I just can’t stand people who generalize like this.  I can’t stand it even more when it’s couched in atrocious grammar.  Ooohh, Caltech is better than MIT. Harvard is better than Yale.  Cornell is better than Bucknell.  Err, I take it back; that last one is empirically true.  Fancy shools are fancy because they admit fancy people who have to become even fancier to compete with the other fancy people.  The rest is the 10% (maybe less) of education that is rate limited by access to resources/funds/minds/etc.

Asinine Asininity

•September 15, 2009 • 3 Comments

I just want to go on the record as the first to predict a hit pop song from a duet between Kanye and Taylor Swift.  It will probably be out before 2010.

I would wager a not-small sum of money on it.

If pushed for details, I predict it will be a predominately country motif with spoken monologues from Kanye, part of which will be an apology wrapped in some vague message about being positive.

It will be a widely accepted as a “good guy” move from Kanye and Taylor will be praised for her range and ability to incorporate “hip-hop” themes.

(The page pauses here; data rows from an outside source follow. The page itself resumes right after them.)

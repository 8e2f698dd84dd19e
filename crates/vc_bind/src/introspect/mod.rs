//! What the engine knows about user types.
//!
//! Rust has no runtime reflection, so each bindable type describes itself
//! once through a model:
//!
//! - [`ClassModel`]: creators, settable and readable members of a bean.
//! - [`EnumModel`]: the constants of an enum.
//! - [`AbstractModel`]: the concrete types behind an abstract declaration.
//!
//! The engine reaches models through the [`Introspector`] trait.
//! [`ClassRegistry`] is the shipped implementation, filled by hand or by
//! `#[derive(Bind)]`.

// -----------------------------------------------------------------------------
// Modules

mod enum_model;
mod model;
mod naming;
mod registry;

// -----------------------------------------------------------------------------
// Exports

pub use enum_model::{AbstractModel, EnumModel, TypeIdStyle};
pub use model::{
    AccessorKind, AnySetFn, ClassModel, ClassModelBuilder, CodecOverride, CreateFn, CreatorArgs,
    CreatorCandidate, CreatorMode, CreatorParam, CreatorSpec, GetFn, PropertyCandidate, SetFn,
};
pub use naming::{NamingStrategy, UnknownNamingStrategy};
pub use registry::{BindModel, Bindable, ClassRegistry};

// -----------------------------------------------------------------------------
// Introspector

use alloc::sync::Arc;
use alloc::vec::Vec;

use crate::types::TypeDescriptor;

/// Source of type models, consumed by the provider.
///
/// Only the `find_*` lookups by descriptor are required; the member
/// queries used by the bean builder default to reading the class model.
pub trait Introspector: Send + Sync + 'static {
    fn find_class(&self, ty: &TypeDescriptor) -> Option<Arc<ClassModel>>;

    fn find_enum(&self, ty: &TypeDescriptor) -> Option<Arc<EnumModel>>;

    fn find_abstract(&self, ty: &TypeDescriptor) -> Option<Arc<AbstractModel>>;

    /// Resolves a type name or declared type id.
    fn find_by_name(&self, name: &str) -> Option<TypeDescriptor>;

    /// Constructors and factories of `ty`, or `None` if `ty` is unknown.
    fn find_creators(&self, ty: &TypeDescriptor) -> Option<Vec<CreatorCandidate>> {
        self.find_class(ty).map(|model| model.creators().to_vec())
    }

    fn find_settable_members(&self, ty: &TypeDescriptor) -> Vec<PropertyCandidate> {
        self.find_class(ty)
            .map(|model| model.settable().to_vec())
            .unwrap_or_default()
    }

    fn find_readable_members(&self, ty: &TypeDescriptor) -> Vec<PropertyCandidate> {
        self.find_class(ty)
            .map(|model| model.readable().to_vec())
            .unwrap_or_default()
    }

    /// Explicit codecs for one property of `ty`.
    fn find_codec_override(&self, ty: &TypeDescriptor, property: &str) -> CodecOverride {
        let Some(model) = self.find_class(ty) else {
            return CodecOverride::default();
        };
        let mut found = CodecOverride::default();
        for candidate in model.settable().iter().chain(model.readable()) {
            if candidate.name() != property {
                continue;
            }
            if found.decoder.is_none() {
                found.decoder.clone_from(&candidate.codec().decoder);
            }
            if found.encoder.is_none() {
                found.encoder.clone_from(&candidate.codec().encoder);
            }
        }
        found
    }
}

impl<I: Introspector> Introspector for Arc<I> {
    #[inline]
    fn find_class(&self, ty: &TypeDescriptor) -> Option<Arc<ClassModel>> {
        (**self).find_class(ty)
    }

    #[inline]
    fn find_enum(&self, ty: &TypeDescriptor) -> Option<Arc<EnumModel>> {
        (**self).find_enum(ty)
    }

    #[inline]
    fn find_abstract(&self, ty: &TypeDescriptor) -> Option<Arc<AbstractModel>> {
        (**self).find_abstract(ty)
    }

    #[inline]
    fn find_by_name(&self, name: &str) -> Option<TypeDescriptor> {
        (**self).find_by_name(name)
    }

    #[inline]
    fn find_creators(&self, ty: &TypeDescriptor) -> Option<Vec<CreatorCandidate>> {
        (**self).find_creators(ty)
    }

    #[inline]
    fn find_settable_members(&self, ty: &TypeDescriptor) -> Vec<PropertyCandidate> {
        (**self).find_settable_members(ty)
    }

    #[inline]
    fn find_readable_members(&self, ty: &TypeDescriptor) -> Vec<PropertyCandidate> {
        (**self).find_readable_members(ty)
    }

    #[inline]
    fn find_codec_override(&self, ty: &TypeDescriptor, property: &str) -> CodecOverride {
        (**self).find_codec_override(ty, property)
    }
}
use alloc::format;
use alloc::string::String;
use alloc::vec::Vec;
use core::fmt;

use vc_token::Token;

use crate::error::{BindError, ErrorKind};
use crate::introspect::{CreatorCandidate, CreatorMode};
use crate::types::{ScalarKind, TypeDescriptor, TypeKind};
use crate::value::Value;

// -----------------------------------------------------------------------------
// ScalarCreatorKind

/// The scalar a single-argument creator accepts, in precedence order.
#[derive(Debug, Clone, Copy, PartialEq, Eq, PartialOrd, Ord, Hash)]
pub enum ScalarCreatorKind {
    String,
    Int,
    Long,
    Double,
    Boolean,
}

impl ScalarCreatorKind {
    pub const ALL: [Self; 5] = [Self::String, Self::Int, Self::Long, Self::Double, Self::Boolean];

    /// The bucket of a scalar parameter type, `None` for scalars bound by
    /// delegation (bytes, uuid, timestamps).
    pub const fn of(kind: ScalarKind) -> Option<Self> {
        Some(match kind {
            ScalarKind::String | ScalarKind::Char => Self::String,
            ScalarKind::I8 | ScalarKind::I16 | ScalarKind::I32 | ScalarKind::U8 | ScalarKind::U16 => {
                Self::Int
            }
            ScalarKind::I64 | ScalarKind::U32 | ScalarKind::U64 => Self::Long,
            ScalarKind::F32 | ScalarKind::F64 => Self::Double,
            ScalarKind::Bool => Self::Boolean,
            ScalarKind::Bytes | ScalarKind::Uuid | ScalarKind::Timestamp => return None,
        })
    }

    /// The argument this kind takes from `token`, if it accepts the token.
    pub fn argument(self, token: &Token) -> Option<Value> {
        match (self, token) {
            (Self::String, Token::String(text)) => Some(Value::Text(text.clone())),
            (Self::Int, Token::Int(value)) if i32::try_from(*value).is_ok() => {
                Some(Value::Int(*value))
            }
            (Self::Long, Token::Int(value)) => Some(Value::Int(*value)),
            (Self::Double, Token::Float(value)) => Some(Value::Float(*value)),
            (Self::Boolean, Token::Bool(value)) => Some(Value::Bool(*value)),
            _ => None,
        }
    }

    #[inline]
    pub const fn as_str(self) -> &'static str {
        match self {
            Self::String => "String",
            Self::Int => "Int",
            Self::Long => "Long",
            Self::Double => "Double",
            Self::Boolean => "Boolean",
        }
    }
}

impl fmt::Display for ScalarCreatorKind {
    fn fmt(&self, f: &mut fmt::Formatter<'_>) -> fmt::Result {
        f.pad(self.as_str())
    }
}

// -----------------------------------------------------------------------------
// CreatorStrategy

/// One named argument of a property-based creator.
#[derive(Debug, Clone, PartialEq, Eq)]
pub struct CreatorArg {
    pub name: String,
    pub descriptor: TypeDescriptor,
}

/// How instances of a bean type are created.
#[derive(Debug, Clone)]
pub enum CreatorStrategy {
    /// No-argument creator, properties are set afterwards.
    Default(CreatorCandidate),
    /// Single scalar argument taken from a scalar token.
    FromScalar {
        kind: ScalarCreatorKind,
        creator: CreatorCandidate,
    },
    /// Single argument receiving the whole value, decoded as `intermediate`.
    Delegating {
        intermediate: TypeDescriptor,
        creator: CreatorCandidate,
    },
    /// Named arguments, indexed in declaration order.
    PropertyBased {
        args: Vec<CreatorArg>,
        creator: CreatorCandidate,
    },
}

impl CreatorStrategy {
    #[inline]
    pub fn creator(&self) -> &CreatorCandidate {
        match self {
            Self::Default(creator)
            | Self::FromScalar { creator, .. }
            | Self::Delegating { creator, .. }
            | Self::PropertyBased { creator, .. } => creator,
        }
    }

    pub const fn name(&self) -> &'static str {
        match self {
            Self::Default(_) => "default",
            Self::FromScalar { .. } => "scalar",
            Self::Delegating { .. } => "delegating",
            Self::PropertyBased { .. } => "property-based",
        }
    }
}

/// The creators selected for one bean type.
///
/// Scalar creators that lost to the primary strategy stay available so
/// that scalar input can still be bound.
#[derive(Debug, Clone)]
pub struct Creators {
    primary: CreatorStrategy,
    default: Option<CreatorCandidate>,
    scalars: Vec<(ScalarCreatorKind, CreatorCandidate)>,
}

impl Creators {
    #[inline]
    pub fn primary(&self) -> &CreatorStrategy {
        &self.primary
    }

    /// The no-argument creator, kept unless the primary strategy is
    /// property-based or delegating.
    #[inline]
    pub fn default_creator(&self) -> Option<&CreatorCandidate> {
        self.default.as_ref()
    }

    /// Scalar creators in precedence order.
    #[inline]
    pub fn scalars(&self) -> &[(ScalarCreatorKind, CreatorCandidate)] {
        &self.scalars
    }

    /// The scalar creator accepting `token`, with its argument.
    ///
    /// Integers go to an `Int` creator when they fit, to a `Long` creator
    /// otherwise.
    pub fn for_token(&self, token: &Token) -> Option<(&CreatorCandidate, Value)> {
        self.scalars
            .iter()
            .find_map(|(kind, creator)| kind.argument(token).map(|arg| (creator, arg)))
    }

    pub(crate) fn replace_primary(&mut self, primary: CreatorStrategy) {
        self.primary = primary;
    }
}

// -----------------------------------------------------------------------------
// CreatorResolver

#[derive(Debug, Clone, Copy, PartialEq, Eq, PartialOrd, Ord)]
enum Bucket {
    Delegating,
    Properties,
    Scalar(ScalarCreatorKind),
    Default,
}

/// Selects the creators of a bean type.
///
/// Candidates are sorted into buckets by arity and first-parameter kind:
///
/// | Candidate | Bucket |
/// |---|---|
/// | no parameters | default |
/// | one parameter, explicitly delegating, or an unnamed non-scalar | delegating |
/// | several parameters, or one named parameter of an explicit creator | property-based |
/// | one scalar parameter | scalar, by kind |
///
/// Precedence is delegating, then property-based, then scalar (`String`
/// first), then default. Each bucket holds one candidate: an explicit
/// candidate replaces an implicit one, and two of the same explicitness are
/// [`ErrorKind::ConflictingCreators`].
///
/// # Examples
///
/// ```
/// use vc_bind::bean::{CreatorResolver, CreatorStrategy};
/// use vc_bind::introspect::{ClassModel, CreatorSpec};
/// use vc_bind::Typed;
///
/// #[derive(Clone, Debug, Default)]
/// struct Point { x: i32, y: i32 }
///
/// impl Typed for Point {
///     fn type_descriptor() -> vc_bind::TypeDescriptor {
///         vc_bind::TypeDescriptor::bean("Point")
///     }
/// }
///
/// let model = ClassModel::builder::<Point>()
///     .default_creator(Point::default)
///     .creator(CreatorSpec::new("Point::new").param::<i32>("x").param::<i32>("y"), |args| {
///         Ok(Point { x: args.take(0)?, y: args.take(1)? })
///     })
///     .build();
///
/// let creators = CreatorResolver::new(model.descriptor()).resolve(model.creators()).unwrap();
/// assert!(matches!(creators.primary(), CreatorStrategy::PropertyBased { args, .. } if args.len() == 2));
/// // Property-based creation discards the default creator.
/// assert!(creators.default_creator().is_none());
/// ```
#[derive(Debug)]
pub struct CreatorResolver<'a> {
    ty: &'a TypeDescriptor,
}

impl<'a> CreatorResolver<'a> {
    #[inline]
    pub fn new(ty: &'a TypeDescriptor) -> Self {
        Self { ty }
    }

    fn bucket(&self, candidate: &CreatorCandidate) -> Result<Bucket, BindError> {
        let params = candidate.params();
        let bucket = match (candidate.mode(), params) {
            (_, []) if candidate.mode() != CreatorMode::Delegating => Bucket::Default,
            (CreatorMode::Delegating, [_]) => Bucket::Delegating,
            (CreatorMode::Delegating, _) => {
                return Err(BindError::invalid_definition(
                    self.ty,
                    format!("delegating creator `{}` must take one argument", candidate.name()),
                ));
            }
            (CreatorMode::Properties, _) => Bucket::Properties,
            (CreatorMode::Auto, [param]) => {
                if candidate.is_explicit() && param.name().is_some() {
                    Bucket::Properties
                } else {
                    match param.descriptor().kind() {
                        TypeKind::Scalar(kind) => {
                            ScalarCreatorKind::of(kind).map_or(Bucket::Delegating, Bucket::Scalar)
                        }
                        _ => Bucket::Delegating,
                    }
                }
            }
            (CreatorMode::Auto, _) => Bucket::Properties,
        };

        if bucket == Bucket::Properties
            && let Some(index) = params.iter().position(|param| param.name().is_none())
        {
            return Err(BindError::invalid_definition(
                self.ty,
                format!(
                    "argument {index} of property-based creator `{}` has no name",
                    candidate.name()
                ),
            ));
        }
        Ok(bucket)
    }

    /// Selects exactly one primary strategy among `candidates`.
    pub fn resolve(&self, candidates: &[CreatorCandidate]) -> Result<Creators, BindError> {
        let mut buckets: Vec<(Bucket, &CreatorCandidate)> = Vec::new();
        for candidate in candidates {
            let bucket = self.bucket(candidate)?;
            match buckets.iter_mut().find(|(b, _)| *b == bucket) {
                None => buckets.push((bucket, candidate)),
                Some((_, existing)) => {
                    if candidate.is_explicit() == existing.is_explicit() {
                        return Err(ErrorKind::ConflictingCreators {
                            ty: self.ty.clone(),
                            first: String::from(existing.name()),
                            second: String::from(candidate.name()),
                        }
                        .into());
                    }
                    if candidate.is_explicit() {
                        *existing = candidate;
                    }
                }
            }
        }
        buckets.sort_by_key(|(bucket, _)| *bucket);

        let Some(&(top, creator)) = buckets.first() else {
            return Err(ErrorKind::NoCreatorFound { ty: self.ty.clone() }.into());
        };
        let creator = creator.clone();
        let primary = match top {
            Bucket::Delegating => CreatorStrategy::Delegating {
                intermediate: creator.params()[0].descriptor().clone(),
                creator,
            },
            Bucket::Properties => CreatorStrategy::PropertyBased {
                args: creator
                    .params()
                    .iter()
                    .map(|param| CreatorArg {
                        name: String::from(param.name().unwrap_or_default()),
                        descriptor: param.descriptor().clone(),
                    })
                    .collect(),
                creator,
            },
            Bucket::Scalar(kind) => CreatorStrategy::FromScalar { kind, creator },
            Bucket::Default => CreatorStrategy::Default(creator),
        };

        let keeps_default = !matches!(
            primary,
            CreatorStrategy::Delegating { .. } | CreatorStrategy::PropertyBased { .. }
        );
        let default = buckets
            .iter()
            .find(|(bucket, _)| keeps_default && *bucket == Bucket::Default)
            .map(|(_, creator)| (*creator).clone());
        let scalars = buckets
            .iter()
            .filter_map(|(bucket, creator)| match bucket {
                Bucket::Scalar(kind) => Some((*kind, (*creator).clone())),
                _ => None,
            })
            .collect();

        log::trace!("`{}` is created by a {} creator", self.ty, primary.name());
        Ok(Creators {
            primary,
            default,
            scalars,
        })
    }
}

// -----------------------------------------------------------------------------
// Tests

There is a 65% chance of autotune.

I will be gagging.

You heard it here first.

Publish Less, Perish More

•September 9, 2009 • 6 Comments

Scientific publishing is broken. Most published research findings are false (spare the ironic citation joke, please).  What to do? Stimulus money is needed, that much is sure.  We must form committees! Establish a National Council for the Validity of Published Research.  Let’s get some NASA-level bureaucracy up in this piece.  We need protocols and fact checking and procedures and theorem checking widgets!  I’ll spearhead this beast.  Pay me $420,000 a year of public tax money, please.

I have a better idea.

Publish. Less.

The pressure to grow one’s scholarly phallus is too large for most to ignore.  We must publish or perish.  Grants don’t get funded unless we splatter our names across journals and conferences the world over.  Grad students don’t graduate.  Post docs don’t get jobs.  Assistants and adjuncts don’t get tenure.  Your CV is fewer than 5 pages?  You must be stupid.  Join more vacuous clubs, dues-hungry societies, and enter more regional poster conferences.  Get back to us when you’ve padded that sucker out to 10 pages.

What if we did a little more thinking and a little less sharing?  What if a publication was thoroughly peer reviewed?  But there’s no time for this, right? Everyone is too busy, right?  There’s the rub.  We’d have the time to check our research if we stop shotgunning our whims at every conference with two legs and a skimpy dress.  Suddenly, we’d see the ridiculous page limit requirements relax.  We’d no longer have to fit complex talks into 12.225 minutes.  Most importantly, we might start to understand what the hell other people are talking about.  Fancy that, a presentation outside your narrow niche that you can follow?

Let me list just one more.  I shudder to write this, but maybe, just maybe, we’d see some effort put into how to present an idea rather than how to lose the audience with a crappy power point and exorbitant formulæ.

Blasphemy.  Deny this man a job.  He stands for idleness and ivory-tower introspection.  Science is about progress and speed and lasers and intellectually one-upping our peers.

I don’t propose to have a great plan to fix this systematic lunacy.  Like many system-wide problems, it’s likely the change must come from the individual level.  Some scientists have a publication list so long it would be humanly impossible for them to give even a cursory summary of each paper.  This needs to end.  “Paper factory” labs are not homes to prolific scientists; they are homes to prolific publishers.  The two terms are less synonymous than most scientists would like to think.

The solution to this problem is heartbreakingly simple.  Science needs to slow down.  Without the pressure to put out short blurb papers every 2 weeks, we might get thorough, lengthy, reproducible publications.  Isn’t this what publication is about?  What do we gain from a 4 inch thick tome of ten trillion conference abstracts?  It’s a whole lot of people saying things that a whole bunch of other people are too busy to verify.  This gets accepted by grant committees and employers and deans as the sign of productivity.  It’s high time for said parties to reevaluate this metric.